Powrót do domu może również kosztować Ashirę pracę podyplomową, na którą tak ciężko pracowała. „Problem polega na tym, że najprawdopodobniej nie będę mogła nawet wyjechać, ponieważ jedna z moich wiz pracowniczych jest w trakcie rozpatrywania” – wyjaśnia. „Wychodząc, zaryzykowałbym powrót. Zaryzykowałbym niemożność powrotu. To nie tak, że [służby imigracyjne] dbają o to, że dzieje się koronawirus”.

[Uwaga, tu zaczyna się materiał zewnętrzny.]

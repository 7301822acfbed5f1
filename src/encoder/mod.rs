//! Hardware video encode stage.
//!
//! One raw NV12 frame in, zero or one compressed packet out. The stage owns a
//! single scratch buffer sized to the stride-aligned frame; caller memory is
//! copied in and never referenced after `encode` returns.

#[cfg(feature = "ffmpeg")]
pub mod hw;

use anyhow::{Context, Result};
use bytes::Bytes;

const DEFAULT_FPS: u32 = 30;

/// Geometry and rate-control parameters for one encode session
#[derive(Debug, Clone, Copy, PartialEq, Eq)]
pub struct EncoderSettings {
    pub width: u32,
    pub height: u32,
    pub fps: u32,
    /// Target bitrate in bits per second; 0 picks one from the frame size
    pub bitrate: u32,
}

impl EncoderSettings {
    pub fn hor_stride(&self) -> u32 {
        align16(self.width)
    }

    pub fn ver_stride(&self) -> u32 {
        align16(self.height)
    }

    /// Bytes in one stride-aligned NV12 frame
    pub fn frame_size(&self) -> usize {
        self.hor_stride() as usize * self.ver_stride() as usize * 3 / 2
    }

    /// Rows in the interleaved UV plane; odd heights round up
    pub fn chroma_rows(&self) -> u32 {
        (self.height + 1) / 2
    }

    /// Bytes in one UV row: one U/V pair per two luma columns, odd widths round up
    pub fn chroma_row_bytes(&self) -> u32 {
        (self.width + 1) & !1
    }

    pub fn fps(&self) -> u32 {
        if self.fps > 0 {
            self.fps
        } else {
            DEFAULT_FPS
        }
    }

    /// CBR target in bits per second
    pub fn target_bps(&self) -> u32 {
        if self.bitrate > 0 {
            self.bitrate
        } else {
            self.width.saturating_mul(self.height).saturating_mul(5)
        }
    }

    /// Upper CBR bound (target + 1/16)
    pub fn max_bps(&self) -> u32 {
        (u64::from(self.target_bps()) * 17 / 16) as u32
    }

    /// Lower CBR bound (target - 1/16)
    pub fn min_bps(&self) -> u32 {
        (u64::from(self.target_bps()) * 15 / 16) as u32
    }

    /// Group-of-pictures length: two seconds of frames
    pub fn gop(&self) -> u32 {
        self.fps() * 2
    }
}

fn align16(v: u32) -> u32 {
    (v + 15) & !15
}

/// One unit of compressed bitstream
#[derive(Debug, Clone, PartialEq, Eq)]
pub struct EncodedPacket {
    data: Bytes,
    keyframe: bool,
}

impl EncodedPacket {
    pub fn new(data: impl Into<Bytes>, keyframe: bool) -> Self {
        Self {
            data: data.into(),
            keyframe,
        }
    }

    pub fn data(&self) -> &[u8] {
        &self.data
    }

    pub fn len(&self) -> usize {
        self.data.len()
    }

    pub fn is_empty(&self) -> bool {
        self.data.is_empty()
    }

    pub fn is_keyframe(&self) -> bool {
        self.keyframe
    }
}

/// The encoder's private input buffer.
///
/// Filled from caller memory before every submit: oversized input is
/// truncated, short input leaves the tail zeroed so no bytes of the previous
/// frame reach the encoder.
#[derive(Debug)]
pub struct ScratchBuffer {
    buf: Vec<u8>,
}

impl ScratchBuffer {
    pub fn with_size(size: usize) -> Result<Self> {
        let mut buf = Vec::new();
        buf.try_reserve_exact(size)
            .with_context(|| format!("Failed to allocate {} byte encoder scratch buffer", size))?;
        buf.resize(size, 0);
        Ok(Self { buf })
    }

    /// Copy `frame` in; returns how many bytes came from the caller
    pub fn fill(&mut self, frame: &[u8]) -> usize {
        let copied = frame.len().min(self.buf.len());
        self.buf[..copied].copy_from_slice(&frame[..copied]);
        self.buf[copied..].fill(0);
        copied
    }

    pub fn as_slice(&self) -> &[u8] {
        &self.buf
    }

    pub fn capacity(&self) -> usize {
        self.buf.len()
    }
}

/// A hardware encode session.
///
/// At most one `encode` call is in flight; the worker that opened the
/// session is its only user.
pub trait VideoEncoder {
    /// Submit one raw frame. `Ok(None)` means the encoder kept the frame
    /// (lookahead/GOP buffering) and has no packet for this call.
    fn encode(&mut self, frame: &[u8]) -> Result<Option<EncodedPacket>>;

    /// Release encoder resources
    fn close(&mut self) -> Result<()>;

    /// Encoder name for logging
    fn name(&self) -> &str;
}

/// Open the hardware H.264 encoder for `settings`
pub fn open_hardware_encoder(settings: &EncoderSettings) -> Result<Box<dyn VideoEncoder>> {
    #[cfg(feature = "ffmpeg")]
    {
        let encoder = hw::HwEncoder::open(settings)?;
        Ok(Box::new(encoder))
    }

    #[cfg(not(feature = "ffmpeg"))]
    {
        anyhow::bail!(
            "hardware encoder not available for {}x{}: rebuild with the `ffmpeg` feature",
            settings.width,
            settings.height
        )
    }
}
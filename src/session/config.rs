use crate::audio::AudioFormat;
use crate::encoder::EncoderSettings;
use crate::sink::SinkTarget;

/// Everything the video worker needs for one run
#[derive(Debug, Clone, PartialEq, Eq)]
pub struct VideoSessionConfig {
    /// Capture device node (e.g. "/dev/video0")
    pub device: String,
    pub width: u32,
    pub height: u32,
    pub fps: u32,
    /// Target bitrate in bits per second
    pub bitrate: u32,
    /// Where the elementary stream goes
    pub output: SinkTarget,
    /// Run duration in seconds, 0 = until stopped
    pub duration_sec: u32,
}

impl VideoSessionConfig {
    pub fn encoder_settings(&self) -> EncoderSettings {
        EncoderSettings {
            width: self.width,
            height: self.height,
            fps: self.fps,
            bitrate: self.bitrate,
        }
    }

    /// Frames to capture before stopping on our own, `None` when unlimited
    pub fn frame_limit(&self) -> Option<u64> {
        frame_limit(self.duration_sec, self.fps)
    }
}

/// Everything the audio worker needs for one run
#[derive(Debug, Clone, PartialEq, Eq)]
pub struct AudioSessionConfig {
    /// Sound device identifier (e.g. "hw:0,0" or "default")
    pub device: String,
    pub sample_rate: u32,
    pub channels: u16,
    /// Requested hardware period in milliseconds
    pub period_ms: u32,
    /// Where the PCM stream goes
    pub output: SinkTarget,
    /// Run duration in seconds, 0 = until stopped
    pub duration_sec: u32,
}

impl AudioSessionConfig {
    /// Bytes to write before stopping on our own, computed from the format
    /// the device actually negotiated. `None` when unlimited.
    pub fn byte_limit(&self, format: &AudioFormat) -> Option<u64> {
        byte_limit(self.duration_sec, format.sample_rate, format.bytes_per_frame())
    }
}

/// `duration_sec × fps`; a zero duration means no limit
pub fn frame_limit(duration_sec: u32, fps: u32) -> Option<u64> {
    if duration_sec == 0 || fps == 0 {
        return None;
    }
    Some(u64::from(duration_sec) * u64::from(fps))
}

/// `duration_sec × sample_rate × bytes_per_frame`; a zero duration means no limit
pub fn byte_limit(duration_sec: u32, sample_rate: u32, bytes_per_frame: u32) -> Option<u64> {
    if duration_sec == 0 {
        return None;
    }
    Some(u64::from(duration_sec) * u64::from(sample_rate) * u64::from(bytes_per_frame))
}
pub mod annotate;
pub mod config;
pub mod draw;
pub mod present;
pub mod sample;

pub use annotate::{AnnotateError, CaptionPlacement, annotate_image, load_source, run, run_with, save_output};
pub use config::{AnnotationConfig, Corners};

Przez wszystko zrobiłem, co w mojej mocy, aby podejść do tego momentu w historii jako ostatecznej lekcji życia. Mam niesamowite szczęście mieszkać w moim rodzinnym kraju, być zdrowym i sprawnym fizycznie. Nadal otrzymuję światowej klasy edukację online i mam wszystko, czego kiedykolwiek potrzebuję w domu. Utrzymywałem względny kontakt z ludźmi, których kocham i którzy mnie kochają. Dystans społeczny nie jest idealnym sposobem na spędzenie 22. urodzin, ale zrobiłem to, aby zapewnić jak największej liczbie z nas lata świętowania.